Ex-braconniers et "gros mangeurs de tortues", les habitants de ce village sénégalais sont devenus "leurs plus grands protecteurs"
© AFP
 
 

À Joal-Fadiouth, au Sénégal, une association de protection des tortues a été créée il y a quelques années. Un gros changement pour les habitants qui avaient pour habitude de les consommer et qui veillent désormais à leur sauvegarde.

"Des plus grands mangeurs de tortues, on est devenu leurs plus grands protecteurs", s'esclaffe Abdou Karim Sall, qui est à la fois pêcheur et responsable au Sénégal d'une zone protégée, par où transitent de nombreuses tortues marines. Ici à Joal-Fadiouth, les tortues, "on les mangeait dans la rue, on les cuisinait à la maison", il y a une trentaine d'années, raconte M. Sall, 56 ans.

Le braconnage n'a pas disparu et les tortues présentes dans cette partie tropicale de l'Atlantique, qu'elles soient vertes, luths ou caouannes, sont aussi exposées aux dangers de la pêche accidentelle et à la pollution. En 2004, a été créée à deux heures de route de Dakar l'Aire marine protégée (AMP) de Joal-Fadiouth, associant Joal, un port de pêche, et Fadiouth, un village voisin bâti sur une île constituée d'amoncellements de coquillages et très prisée des touristes.
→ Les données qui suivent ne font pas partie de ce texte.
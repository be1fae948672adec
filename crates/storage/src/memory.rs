use std::collections::BTreeMap;
use std::sync::Mutex;

use crate::error::StorageError;
use crate::traits::KeyValueStore;

/// Process-lifetime store. Used in tests and when persistence is disabled.
#[derive(Debug, Default)]
pub struct MemoryStore {
    entries: Mutex<BTreeMap<String, serde_json::Value>>,
}

impl MemoryStore {
    pub fn new() -> Self {
        Self::default()
    }

    fn lock(
        &self,
    ) -> Result<std::sync::MutexGuard<'_, BTreeMap<String, serde_json::Value>>, StorageError> {
        self.entries
            .lock()
            .map_err(|_| StorageError::Backend("memory store lock poisoned".to_string()))
    }
}

impl KeyValueStore for MemoryStore {
    fn get(&self, key: &str) -> Result<Option<serde_json::Value>, StorageError> {
        Ok(self.lock()?.get(key).cloned())
    }

    fn put(&self, key: &str, value: serde_json::Value) -> Result<(), StorageError> {
        self.lock()?.insert(key.to_string(), value);
        Ok(())
    }

    fn remove(&self, key: &str) -> Result<(), StorageError> {
        self.lock()?.remove(key);
        Ok(())
    }

    fn keys(&self) -> Result<Vec<String>, StorageError> {
        Ok(self.lock()?.keys().cloned().collect())
    }
}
La défense de la biodiversité

Une bande marine de huit kilomètres de large, des plages de sable, un réseau de mangroves et une zone de savane... en tout 174 kilomètres carrés cogérés par l'Etat, les autorités locales et des associations de femmes ou de pêcheurs, et dédiés à la défense de la biodiversité aussi bien qu'à l'amélioration des conditions de vie de la population.

Protéger les tortues est l'une des vocations de l'AMP. Ces excellentes nageuses passent ici lors de leur migration d'un bon millier de kilomètres entre les îles du Cap-Vert, au Nord, et la Guinée-Bissau, au Sud, où elles pondent. Le voyage n'est pas sans risque. Il leur arrive de confondre les sachets plastiques avec les méduses, dont elles raffolent. Et d'être prises dans les mailles des pêcheurs.

L'une d'elles, qui comme d'autres a entamé la migration il y a peu, vient justement de s'empêtrer dans les filets d'une pirogue multicolore qui navigue aux limites de l'aire protégée. Au prix d'un effort intense, quatre jeunes gaillards torse nu, hissent la bête d'une centaine de kilos à bord, l'extraient de son piège et la remettent à l'eau. "Ce n'est pas à notre avantage de les consommer, parce qu'elles contribuent à la sauvegarde des espèces marines. Les crevettes et les poulpes abondent là où se trouvent les tortues", explique le chef de l'équipage, Gamar Kane, 32 ans.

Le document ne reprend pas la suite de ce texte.